A filósofa Simone de Beauvoir já dizia: “O opressor não seria tão forte se não tivesse cúmplices entre os próprios oprimidos”. O patriarcado opera assim: normalizando o ciúme, silenciando o grito e burocratizando a dor.
A violência institucional que espanca junto
Quando o Estado exige da vítima um depoimento manuscrito, ele pratica uma violência institucional. A lógica parece ser: “Se você sobreviveu, prove”.
Precisamos de um sistema que acolha primeiro e documente depois, que permita depoimentos por vídeo, assinaturas digitais e laudos médicos automáticos em casos de impossibilidade física de fala.
É impossível não sentir frustração: quantas mulheres deixam de denunciar porque sabem que enfrentarão um segundo suplício na delegacia?
A lei e as consequências
•Lei Maria da Penha (Lei 11.340/2006): garante medidas protetivas, atendimento especializado e afastamento do agressor.
•Feminicídio (Lei 13.104/2015): homicídio motivado por gênero, com pena de 12 a 30 anos; tentativa também é enquadrada com agravante.
•A prisão preventiva de Igor foi decretada, e o caso segue como tentativa de feminicídio.
Mas a legislação, sem mudanças no atendimento, ainda exige que mulheres sobrevivam também à burocracia.
Como buscar ajuda no Amazonas
1.Emergência: ligue 190 ou Disque 180 (Central de Atendimento à Mulher).
2.Delegacias Especializadas de Atendimento à Mulher (DEAMs):
•Manaus: DEAM 1 (Cachoeirinha) e DEAM 2 (Cidade de Deus).
3.Saúde física e mental:
•HUGV, Hospital 28 de Agosto e SPA Danilo Corrêa recebem vítimas com prioridade.
•Centros de Atenção Psicossocial (CAPS) e CRAS/CREAS oferecem acompanhamento psicológico e social.
4.Apoio jurídico e social:
•Casa Abrigo Antônia Nascimento Priante e Centro de Referência de Atendimento à Mulher oferecem acolhimento temporário e apoio psicossocial.
Como mudar o sistema
1.Depoimento audiovisual imediato quando a vítima não puder escrever ou falar.
2.Protocolo humanizado, com psicólogos e assistentes sociais em todos os plantões.
3.Acesso digital à denúncia, permitindo confirmação posterior da vítima.
4.Acompanhamento psicológico contínuo pelo SUS e maior integração com o Judiciário.
Porque cada minuto gasto com burocracia é um minuto que afasta a justiça da vida real.
A imagem de Juliana segurando uma caneta, enquanto sua voz era o silêncio da dor, é o retrato do Brasil que ainda falha em proteger suas mulheres.
Não é só sobre espancamento. É sobre o país que olha para uma vítima quase morta e diz: “Prove que eu devo te salvar”.

Quem é Érica Lima?

Érica Lima é mestre em Saúde, Sociedade e Endemias na Amazônia (Fiocruz Amazônia/UFAM), jornalista com registro profissional (DRT), apresentadora do Debate Político em parceria com a Rede Onda Digital (canal 8.2), diretora-executiva do portal O Convergente e escritora associada à AJEB/AM.
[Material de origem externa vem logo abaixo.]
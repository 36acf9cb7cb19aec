//! Operational surface of the service
//!
//! - `/healthz` - Liveness probe (process is running)
//! - `/readyz` - Readiness probe (flag cache warmed, not draining)
//! - `/metrics` - Prometheus metrics shared with the engine
//!
//! Also provides graceful shutdown handling for SIGTERM/SIGINT.

mod health;
pub mod metrics;
pub mod shutdown;

pub use health::{run_health_server, ReadinessState};
pub use metrics::{create_metrics, EngineMetrics, SharedMetrics};
pub use shutdown::{shutdown_channel, wait_for_signal, ShutdownController, ShutdownSignal};

#[cfg(test)]
#[path = "health_test.rs"]
mod health_tests;

#[cfg(test)]
#[path = "shutdown_test.rs"]
mod shutdown_tests;
#[cfg(test)]
#[async_trait]
impl FlagStore for MockStore {
    async fn list_active_flags(&self) -> Result<Vec<Flag>, StoreError> {
        self.list_active_calls
            .fetch_add(1, Ordering::SeqCst);
        self.check()?;
        if self.failing_reloads.load(Ordering::SeqCst) {
            return Err(StoreError::Unavailable("mock reload offline".into()));
        }
        self.inner.list_active_flags().await
    }

    async fn list_flags(&self) -> Result<Vec<Flag>, StoreError> {
        self.check()?;
        self.inner.list_flags().await
    }

    async fn get_flag_by_key(&self, key: &str) -> Result<Option<Flag>, StoreError> {
        self.get_flag_calls
            .fetch_add(1, Ordering::SeqCst);
        self.check()?;
        self.inner.get_flag_by_key(key).await
    }

    async fn insert_flag(&self, flag: Flag) -> Result<(), StoreError> {
        self.check()?;
        self.inner.insert_flag(flag).await
    }

    async fn update_flag(&self, flag: Flag, expected: FlagStatus) -> Result<(), StoreError> {
        self.check()?;
        self.inner.update_flag(flag, expected).await
    }

    async fn get_active_override(
        &self,
        flag_id: Uuid,
        subject_id: &str,
    ) -> Result<Option<FlagOverride>, StoreError> {
        self.override_calls
            .fetch_add(1, Ordering::SeqCst);
        self.check()?;
        self.inner.get_active_override(flag_id, subject_id).await
    }

    async fn upsert_override(&self, ov: FlagOverride) -> Result<FlagOverride, StoreError> {
        self.check()?;
        self.inner.upsert_override(ov).await
    }

    async fn list_overrides(&self, flag_id: Uuid) -> Result<Vec<FlagOverride>, StoreError> {
        self.check()?;
        self.inner.list_overrides(flag_id).await
    }

    async fn delete_override(&self, flag_id: Uuid, subject_id: &str) -> Result<bool, StoreError> {
        self.check()?;
        self.inner.delete_override(flag_id, subject_id).await
    }
}

#[cfg(test)]
#[async_trait]
impl ExperimentStore for MockStore {
    async fn get_experiment(&self, id: Uuid) -> Result<Option<Experiment>, StoreError> {
        self.check()?;
        self.inner.get_experiment(id).await
    }

    async fn get_experiment_by_key(&self, key: &str) -> Result<Option<Experiment>, StoreError> {
        self.check()?;
        self.inner.get_experiment_by_key(key).await
    }

    async fn list_experiments(
        &self,
        status: Option<ExperimentStatus>,
    ) -> Result<Vec<Experiment>, StoreError> {
        self.check()?;
        self.inner.list_experiments(status).await
    }

    async fn insert_experiment(
        &self,
        experiment: Experiment,
        variants: Vec<Variant>,
    ) -> Result<(), StoreError> {
        self.check()?;
        self.inner.insert_experiment(experiment, variants).await
    }

    async fn update_experiment(
        &self,
        experiment: Experiment,
        expected: ExperimentStatus,
    ) -> Result<(), StoreError> {
        self.check()?;
        self.inner.update_experiment(experiment, expected).await
    }

    async fn list_variants(&self, experiment_id: Uuid) -> Result<Vec<Variant>, StoreError> {
        self.check()?;
        self.inner.list_variants(experiment_id).await
    }

    async fn get_assignment(
        &self,
        experiment_id: Uuid,
        subject_id: &str,
    ) -> Result<Option<ExperimentAssignment>, StoreError> {
        self.check()?;
        self.inner.get_assignment(experiment_id, subject_id).await
    }

    async fn insert_assignment_if_absent(
        &self,
        assignment: ExperimentAssignment,
    ) -> Result<ExperimentAssignment, StoreError> {
        self.check()?;
        self.inner.insert_assignment_if_absent(assignment).await
    }

    async fn append_event(&self, event: ExperimentEvent) -> Result<(), StoreError> {
        self.check()?;
        self.inner.append_event(event).await
    }

    async fn variant_metrics(
        &self,
        experiment_id: Uuid,
    ) -> Result<Vec<VariantMetrics>, StoreError> {
        self.check()?;
        self.inner.variant_metrics(experiment_id).await
    }
}

#[cfg(test)]
#[path = "store_test.rs"]
mod tests;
Mais do que títulos, carrega a missão de comunicar onde o silêncio impera nos rincões de uma Amazônia muitas vezes tratada como margem, mas que é centro de vida, de luta e de saber. Atua onde a estrada não chega, construindo pontes entre dados e vozes, entre o invisível e o essencial. Fomenta o protagonismo de mulheres que, mesmo sem diplomas, são catedráticas da vida e estrategistas na arte de viver.

Com expertise em pesquisa qualitativa eleitoral, desvela percepções, desvenda territórios simbólicos e transforma escutas em leitura crítica do presente político.

Insiste em caminhar entre rios, narrativas e resistências, acreditando que a política, quando atravessada pela escuta e pela palavra, é também poesia que transforma realidades.